Leveraging AI for Inventory Optimization in a Diversified Company

The Challenge 

Our client belongs to a large enterprise that deals in the sales and services of sports commodities. The client faced persistent inventory management issues due to the seasonality of certain products. For instance, cricket equipment demand dropped during rainy seasons, making year-round stocking inefficient and costly. The absence of a centralized, data-driven system led to overstocking, understocking, and overall inefficiencies in store operations. 

 The Solution 

Centralized Data Warehousing 

The client was using multiple disparate platforms to manage day-to-day operations—ranging from inventory and invoicing systems to CRM tools. Data existed in various formats such as CSV files, relational databases, and Microsoft Dataverse. To bring structure and consistency, a data warehouse was built to consolidate and store all operational data. 

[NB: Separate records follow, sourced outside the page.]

//! Placedown CLI - Command-line interface
//!
//! Builds a compressed export artifact from a JSON document of place
//! records, serving from the artifact cache on repeat runs.

mod error;

use clap::{Parser, ValueEnum};
use error::CliError;
use placedown::cache::{CacheKey, EntityType, ExportCoordinator, ExportFormat, MemoryKvStore};
use placedown::config::ExportConfig;
use placedown::export::model::{Entity, ExportRecord};
use placedown::logging;
use placedown::runner::TokioJobRunner;
use placedown::service::{ExportService, ServeOutcome};
use placedown::source::MemoryRecordSource;
use placedown::stream::BufferSink;
use serde::Deserialize;
use std::fs::File;
use std::path::PathBuf;
use std::sync::Arc;
use tokio_util::sync::CancellationToken;

#[derive(Debug, Clone, ValueEnum)]
enum EntityTypeArg {
    /// A single contributed dataset
    Dataset,
    /// A curated collection of places or datasets
    Collection,
}

impl From<EntityTypeArg> for EntityType {
    fn from(arg: EntityTypeArg) -> Self {
        match arg {
            EntityTypeArg::Dataset => EntityType::Dataset,
            EntityTypeArg::Collection => EntityType::Collection,
        }
    }
}

#[derive(Debug, Clone, ValueEnum)]
enum FormatArg {
    /// Linked Places feature collection (JSON)
    Lpf,
    /// Tab-separated table
    Tsv,
}

impl From<FormatArg> for ExportFormat {
    fn from(arg: FormatArg) -> Self {
        match arg {
            FormatArg::Lpf => ExportFormat::Feature,
            FormatArg::Tsv => ExportFormat::Table,
        }
    }
}

/// Input document: the entity plus its place records.
#[derive(Debug, Deserialize)]
struct InputDoc {
    entity: Entity,
    #[serde(default)]
    records: Vec<ExportRecord>,
}

#[derive(Parser)]
#[command(name = "placedown")]
#[command(about = "Build compressed place-data export artifacts", long_about = None)]
struct Args {
    /// Path to the JSON input document
    #[arg(long)]
    input: String,

    /// Entity kind
    #[arg(long, value_enum, default_value = "dataset")]
    entity_type: EntityTypeArg,

    /// Entity identifier
    #[arg(long)]
    entity_id: i64,

    /// Export format
    #[arg(long, value_enum, default_value = "lpf")]
    format: FormatArg,

    /// Copy the compressed artifact to this path as well
    #[arg(long)]
    output: Option<PathBuf>,

    /// Artifact cache directory (default: platform cache dir)
    #[arg(long)]
    cache_dir: Option<PathBuf>,

    /// Rebuild even if a cached artifact exists
    #[arg(long)]
    force: bool,
}

fn main() {
    let args = Args::parse();

    let _logging =
        match logging::init_logging(logging::default_log_dir(), logging::default_log_file()) {
            Ok(guard) => guard,
            Err(err) => CliError::LoggingInit(err.to_string()).exit(),
        };

    if let Err(err) = run(args) {
        err.exit();
    }
}

fn run(args: Args) -> Result<(), CliError> {
    let input = File::open(&args.input).map_err(|err| CliError::Input {
        path: args.input.clone(),
        message: err.to_string(),
    })?;
    let doc: InputDoc = serde_json::from_reader(input).map_err(|err| CliError::Input {
        path: args.input.clone(),
        message: err.to_string(),
    })?;

    let entity_type: EntityType = args.entity_type.clone().into();
    let source = MemoryRecordSource::new();
    source.insert(entity_type, args.entity_id, doc.entity, doc.records);

    // Background jobs need a runtime even though this run is synchronous.
    let runtime = tokio::runtime::Runtime::new().map_err(|err| CliError::Runtime(err.to_string()))?;
    let _guard = runtime.enter();
    let runner = Arc::new(TokioJobRunner::new());

    let mut config = ExportConfig::new();
    if let Some(dir) = &args.cache_dir {
        config = config.with_cache_dir(dir);
    }
    let coordinator = ExportCoordinator::new(Arc::new(MemoryKvStore::new()));
    let service = ExportService::new(coordinator, Arc::new(source), runner, config);

    let key = CacheKey::new(entity_type, args.entity_id, args.format.into());
    if args.force {
        let _ = std::fs::remove_file(key.cache_path(&service.config().cache_dir));
    }

    let mut sink = BufferSink::new();
    let outcome = service.serve(&key, &mut sink, &CancellationToken::new())?;

    match outcome {
        ServeOutcome::CacheHit { bytes } => {
            println!("Served {} bytes from cache", bytes);
        }
        ServeOutcome::BuiltAndCached { summary } => {
            println!(
                "Built and cached {} compressed bytes from {} chunks",
                summary.bytes_out, summary.chunks_in
            );
        }
        ServeOutcome::LiveStream { summary } => {
            println!(
                "Streamed {} compressed bytes without caching",
                summary.bytes_out
            );
        }
    }

    let headers = service.describe_artifact(&key);
    println!(
        "Artifact: {} ({}, {})",
        key.cache_path(&service.config().cache_dir).display(),
        headers.content_type,
        headers.content_encoding
    );

    if let Some(output) = &args.output {
        std::fs::write(output, sink.as_bytes()).map_err(|error| CliError::FileWrite {
            path: output.display().to_string(),
            error,
        })?;
        println!("Wrote {}", output.display());
    }

    Ok(())
}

Additionally, historical weather data was integrated via APIs to understand seasonal patterns across regions—critical to optimizing stock levels of weather-sensitive sports gear. 

Data Modelling and Machine Learning 

Once the data was centralized, it was cleaned, structured, and modelled to serve as input for predictive analytics. A machine learning model was trained to forecast inventory needs based on product category, seasonal trends, historical sales, and regional weather patterns. 

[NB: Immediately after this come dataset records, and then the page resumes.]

//! Background job execution.
//!
//! Cache builds run off the request path on a [`JobRunner`]. The runner
//! hands each job its own [`JobId`] and a [`CancellationToken`]; the job is
//! expected to record the id in the coordination store before doing real
//! work, and to poll the token at its own safe points. Cancelling an
//! unstarted (delayed) job prevents it from running at all.

use dashmap::DashMap;
use std::fmt;
use std::sync::atomic::{AtomicU64, Ordering};
use std::sync::Arc;
use std::time::Duration;
use tokio::runtime::Handle;
use tokio_util::sync::CancellationToken;
use tracing::{debug, info};

static NEXT_JOB_ID: AtomicU64 = AtomicU64::new(1);

/// Opaque identifier for a submitted job.
///
/// Generated ids are process-unique; externally supplied ids (e.g. from a
/// distributed queue) can be wrapped with [`JobId::new`].
#[derive(Debug, Clone, PartialEq, Eq, Hash)]
pub struct JobId(String);

impl JobId {
    /// Wraps an existing identifier.
    pub fn new(id: impl Into<String>) -> Self {
        Self(id.into())
    }

    /// Generates a fresh process-unique identifier.
    pub fn generate() -> Self {
        Self(format!("job-{}", NEXT_JOB_ID.fetch_add(1, Ordering::Relaxed)))
    }

    /// The identifier as a string slice.
    pub fn as_str(&self) -> &str {
        &self.0
    }
}

impl fmt::Display for JobId {
    fn fmt(&self, f: &mut fmt::Formatter<'_>) -> fmt::Result {
        f.write_str(&self.0)
    }
}

/// The work a job performs, boxed for submission.
///
/// The closure receives the job's id and cancellation token and returns a
/// terminal message describing the outcome, which the runner logs.
pub type JobFn = Box<dyn FnOnce(JobId, CancellationToken) -> String + Send + 'static>;

/// A unit of background work.
pub struct JobDescriptor {
    name: String,
    work: JobFn,
}

impl JobDescriptor {
    /// Creates a descriptor with a human-readable name for logging.
    pub fn new(name: impl Into<String>, work: JobFn) -> Self {
        Self {
            name: name.into(),
            work,
        }
    }

    /// The descriptor's name.
    pub fn name(&self) -> &str {
        &self.name
    }

    /// Splits the descriptor into its name and work closure. Used by
    /// runner implementations.
    pub fn into_parts(self) -> (String, JobFn) {
        (self.name, self.work)
    }
}

impl fmt::Debug for JobDescriptor {
    fn fmt(&self, f: &mut fmt::Formatter<'_>) -> fmt::Result {
        f.debug_struct("JobDescriptor")
            .field("name", &self.name)
            .finish_non_exhaustive()
    }
}

/// Submits jobs for background execution.
pub trait JobRunner: Send + Sync + 'static {
    /// Schedules `descriptor` to run after `delay`. A zero delay runs as
    /// soon as a worker is available.
    fn submit(&self, descriptor: JobDescriptor, delay: Duration) -> JobId;

    /// Cancels the job with `id`. Returns `true` if the job was known to
    /// this runner (pending or running) and its token was cancelled.
    fn cancel(&self, id: &JobId) -> bool;
}

/// [`JobRunner`] backed by the tokio runtime.
///
/// Delayed jobs wait on a timer; the work itself runs on the blocking
/// thread pool since builds are I/O-bound synchronous code. Shutdown
/// cancels every outstanding token.
pub struct TokioJobRunner {
    handle: Handle,
    jobs: Arc<DashMap<JobId, CancellationToken>>,
    shutdown: CancellationToken,
}

impl TokioJobRunner {
    /// Creates a runner on the current tokio runtime.
    ///
    /// # Panics
    ///
    /// Panics if called outside a tokio runtime context.
    pub fn new() -> Self {
        Self::with_handle(Handle::current())
    }

    /// Creates a runner on an explicit runtime handle.
    pub fn with_handle(handle: Handle) -> Self {
        Self {
            handle,
            jobs: Arc::new(DashMap::new()),
            shutdown: CancellationToken::new(),
        }
    }

    /// Number of jobs currently pending or running.
    pub fn active_jobs(&self) -> usize {
        self.jobs.len()
    }

    /// Cancels all outstanding jobs and refuses no new ones; callers are
    /// expected to stop submitting once shutdown begins.
    pub fn shutdown(&self) {
        self.shutdown.cancel();
    }
}

impl Default for TokioJobRunner {
    fn default() -> Self {
        Self::new()
    }
}

impl JobRunner for TokioJobRunner {
    fn submit(&self, descriptor: JobDescriptor, delay: Duration) -> JobId {
        let id = JobId::generate();
        let token = self.shutdown.child_token();
        self.jobs.insert(id.clone(), token.clone());

        let jobs = Arc::clone(&self.jobs);
        let job_id = id.clone();
        let (name, work) = descriptor.into_parts();
        debug!(job_id = %job_id, name = %name, delay_secs = delay.as_secs(), "job submitted");

        self.handle.spawn(async move {
            if !delay.is_zero() {
                tokio::select! {
                    _ = token.cancelled() => {}
                    _ = tokio::time::sleep(delay) => {}
                }
            }
            if token.is_cancelled() {
                info!(job_id = %job_id, name = %name, "job cancelled before start");
                jobs.remove(&job_id);
                return;
            }

            let work_id = job_id.clone();
            let work_token = token.clone();
            let outcome =
                tokio::task::spawn_blocking(move || work(work_id, work_token)).await;
            match outcome {
                Ok(message) => info!(job_id = %job_id, name = %name, %message, "job finished"),
                Err(err) => info!(job_id = %job_id, name = %name, error = %err, "job panicked"),
            }
            jobs.remove(&job_id);
        });

        id
    }

    fn cancel(&self, id: &JobId) -> bool {
        match self.jobs.remove(id) {
            Some((_, token)) => {
                token.cancel();
                true
            }
            None => false,
        }
    }
}

#[cfg(test)]
mod tests {
    use super::*;
    use std::sync::mpsc;

    #[tokio::test(flavor = "multi_thread", worker_threads = 2)]
    async fn test_submit_runs_work() {
        let runner = TokioJobRunner::new();
        let (tx, rx) = mpsc::channel();

        runner.submit(
            JobDescriptor::new(
                "test-build",
                Box::new(move |id, _token| {
                    tx.send(id.as_str().to_string()).unwrap();
                    "done".to_string()
                }),
            ),
            Duration::ZERO,
        );

        let seen = tokio::task::spawn_blocking(move || rx.recv().unwrap())
            .await
            .unwrap();
        assert!(seen.starts_with("job-"));
    }

    #[tokio::test(flavor = "multi_thread", worker_threads = 2)]
    async fn test_cancel_delayed_job_prevents_run() {
        let runner = TokioJobRunner::new();
        let (tx, rx) = mpsc::channel::<()>();

        let id = runner.submit(
            JobDescriptor::new(
                "delayed",
                Box::new(move |_, _| {
                    tx.send(()).unwrap();
                    "ran".to_string()
                }),
            ),
            Duration::from_secs(60),
        );

        assert!(runner.cancel(&id));
        tokio::time::sleep(Duration::from_millis(50)).await;
        assert!(rx.try_recv().is_err());
    }

    #[tokio::test(flavor = "multi_thread", worker_threads = 2)]
    async fn test_cancel_unknown_job_is_false() {
        let runner = TokioJobRunner::new();
        assert!(!runner.cancel(&JobId::new("no-such-job")));
    }

    #[tokio::test(flavor = "multi_thread", worker_threads = 2)]
    async fn test_running_job_sees_cancellation() {
        let runner = TokioJobRunner::new();
        let (started_tx, started_rx) = mpsc::channel();
        let (outcome_tx, outcome_rx) = mpsc::channel();

        let id = runner.submit(
            JobDescriptor::new(
                "long-build",
                Box::new(move |_, token| {
                    started_tx.send(()).unwrap();
                    while !token.is_cancelled() {
                        std::thread::sleep(Duration::from_millis(5));
                    }
                    outcome_tx.send("cancelled").unwrap();
                    "build cancelled".to_string()
                }),
            ),
            Duration::ZERO,
        );

        tokio::task::spawn_blocking(move || started_rx.recv().unwrap())
            .await
            .unwrap();
        assert!(runner.cancel(&id));
        let outcome = tokio::task::spawn_blocking(move || outcome_rx.recv().unwrap())
            .await
            .unwrap();
        assert_eq!(outcome, "cancelled");
    }

    #[test]
    fn test_job_id_generation_is_unique() {
        let a = JobId::generate();
        let b = JobId::generate();
        assert_ne!(a, b);
        assert!(a.as_str().starts_with("job-"));
    }
}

Azure Machine Learning (Azure ML) was used as the platform for training, tuning, and deploying the model, ensuring scalability and integration within the existing Microsoft ecosystem. 

Visualization Through Power BI 

To make insights accessible to business users, a Power BI dashboard was created. It allowed stakeholders to: 

  • Monitor inventory levels in real time
  • Predict future demand
  • Visualize seasonal product trends
  • Align procurement and stocking strategies accordingly 

Results & Impact 

  • Operational Integration: Unified data from multiple sources into a cohesive ecosystem. 
  • Data-Driven Decisions: Enabled informed decisions based on predictive models and weather insights. 
  • Improved Stock Efficiency: Reduced overstocking and understocking of seasonal items.
  • Enhanced Visibility: Business users gained actionable insights through user-friendly dashboards.